Lantern Festival: Dancers bring Tang Dynasty musicians to life




To portray the Tang Dynasty-era (618-907) musicians, actresses from central China's Zhengzhou Song and Dance Theater must undertake an hours-worth of makeup which is a delicate process every time.

"One misstep could destroy the whole thing," said Fu Shaonan, a dancer from the show titled "Night Banquet in Tang Dynasty Palace." "We've got to be very careful, so the process goes as slowly as possible."

Their debut on Henan TV's Spring Festival Gala has gone viral with its video watched for over 500 million times on social media platforms. On Sina Weibo alone, China's Twitter-like platform, the total view counts of a related topic have surpassed 300 million, with thousands of netizens discussing the show.

"It was the best show I've ever watched this year," a netizen nicknamed "Art-photos" said on Weibo. "It must be specifically designed for us netizens," said another named "Qingshuiwuhe," noting that these actresses made a big splash during this year's festival.

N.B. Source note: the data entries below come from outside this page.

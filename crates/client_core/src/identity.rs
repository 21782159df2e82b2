//! Binds the controllers to the identity the client is showing.
//!
//! Neither controller knows which user its state belongs to. An
//! [`InsightsClient`](crate::InsightsClient) owns exactly one [`IdentityScope`]
//! that all of its views share: an observed identity change resets both
//! controllers at once, so one user's transcript or diagnosis is never shown
//! to another. A view holds a [`ChatScope`] or [`DiagnosisScope`], which
//! resets only the controller that view renders, on mount and when dropped.

use std::sync::{Arc, Mutex};

use shared::domain::UserId;
use tracing::{debug, info};

use crate::{
    chat::ChatSessionController,
    diagnosis::{DiagnosisController, DiagnosisPayload},
    error::{ChatError, DiagnosisError},
    lifecycle::lock,
};

pub struct IdentityScope {
    diagnosis: Arc<DiagnosisController>,
    chat: Arc<ChatSessionController>,
    current: Mutex<Option<UserId>>,
}

impl IdentityScope {
    pub fn new(
        diagnosis: Arc<DiagnosisController>,
        chat: Arc<ChatSessionController>,
    ) -> Arc<Self> {
        Arc::new(Self {
            diagnosis,
            chat,
            current: Mutex::new(None),
        })
    }

    pub fn current(&self) -> Option<UserId> {
        lock(&self.current).clone()
    }

    pub fn diagnosis(&self) -> &Arc<DiagnosisController> {
        &self.diagnosis
    }

    pub fn chat(&self) -> &Arc<ChatSessionController> {
        &self.chat
    }

    /// Records the identity the client now shows. Returns `true` when it
    /// differs from the previous one and both controllers were reset.
    ///
    /// Blank identities count as no identity.
    pub fn observe(&self, identity: Option<UserId>) -> bool {
        let identity = identity.filter(|id| !id.is_blank());
        let mut current = lock(&self.current);
        if *current == identity {
            return false;
        }
        info!(
            previous = ?current.as_ref().map(UserId::as_str),
            next = ?identity.as_ref().map(UserId::as_str),
            "active identity changed; resetting insights state"
        );
        *current = identity;
        // Still holding `current`: nobody reads the new identity before the
        // old state is gone.
        self.diagnosis.reset();
        self.chat.reset();
        true
    }
}

/// A chat view's hold on the chat controller.
pub struct ChatScope {
    identity: Arc<IdentityScope>,
}

impl ChatScope {
    pub fn mount(identity: Arc<IdentityScope>) -> Self {
        debug!("chat view mounted");
        identity.chat.reset();
        Self { identity }
    }

    pub fn current(&self) -> Option<UserId> {
        self.identity.current()
    }

    /// Shorthand for [`IdentityScope::observe`]; the change is seen by every
    /// view of the same client.
    pub fn observe(&self, identity: Option<UserId>) -> bool {
        self.identity.observe(identity)
    }

    pub fn chat(&self) -> &Arc<ChatSessionController> {
        &self.identity.chat
    }

    pub async fn send_message(&self, message: &str) -> Result<String, ChatError> {
        let user_id = self.current().ok_or(ChatError::Validation)?;
        self.identity.chat.send_message(&user_id, message).await
    }

    pub fn clear_history(&self) {
        self.identity.chat.clear_history();
    }
}

impl Drop for ChatScope {
    fn drop(&mut self) {
        self.identity.chat.reset();
    }
}

/// A summary view's hold on the diagnosis controller.
pub struct DiagnosisScope {
    identity: Arc<IdentityScope>,
}

impl DiagnosisScope {
    pub fn mount(identity: Arc<IdentityScope>) -> Self {
        debug!("diagnosis view mounted");
        identity.diagnosis.reset();
        Self { identity }
    }

    pub fn current(&self) -> Option<UserId> {
        self.identity.current()
    }

    pub fn observe(&self, identity: Option<UserId>) -> bool {
        self.identity.observe(identity)
    }

    pub fn diagnosis(&self) -> &Arc<DiagnosisController> {
        &self.identity.diagnosis
    }

    pub async fn ensure_diagnosis(&self) -> Result<DiagnosisPayload, DiagnosisError> {
        let user_id = self.current().ok_or(DiagnosisError::Validation)?;
        self.identity.diagnosis.ensure_diagnosis(&user_id).await
    }

    pub async fn refresh_diagnosis(&self) -> Result<DiagnosisPayload, DiagnosisError> {
        let user_id = self.current().ok_or(DiagnosisError::Validation)?;
        self.identity.diagnosis.fetch_diagnosis(&user_id).await
    }
}

impl Drop for DiagnosisScope {
    fn drop(&mut self) {
        self.identity.diagnosis.reset();
    }
}

#[cfg(test)]
#[path = "tests/identity_tests.rs"]
mod tests;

A poster of dancers from the show "Night Banquet in Tang Dynasty Palace." /Zhengzhou Song and Dance Theater

"After doing it over and over again, we've mastered it," Fu said ahead of the group's performance for Thursday's Lantern Festival Gala featuring "Amazing Night at the Museum" on Henan TV.

Utilizing historical studies, Chen Lin, choreographer for the team's festival gala, tried to restore the expressions, features, even the identities of dancers often depicted on Tang-era tri-colored pottery found in Henan Museum.

Tang Dynasty is often regarded as the golden age in terms of Chinese art and poetry. In addition, women shared prominent social status in that era when plumpness was considered an attractive attribute. In order to make these dancers appear plump, the team has even come up with thick cotton-filled costumes and cotton-filled mouths.

The show also employed digital technology like 3D and AR to demonstrate unique objects and artifacts from museums, while the team worked on visualizing what a palace court might have looked like back then.

"Its success has inspired us to explore our rich history further," said Sun Shujie, president of the theater. "Our job is to present this ancient culture alongside national treasures by bringing them to the public."

(Zhang Youze and Fu Xiaolei have also contributed to the production, as well as Henan TV Station.)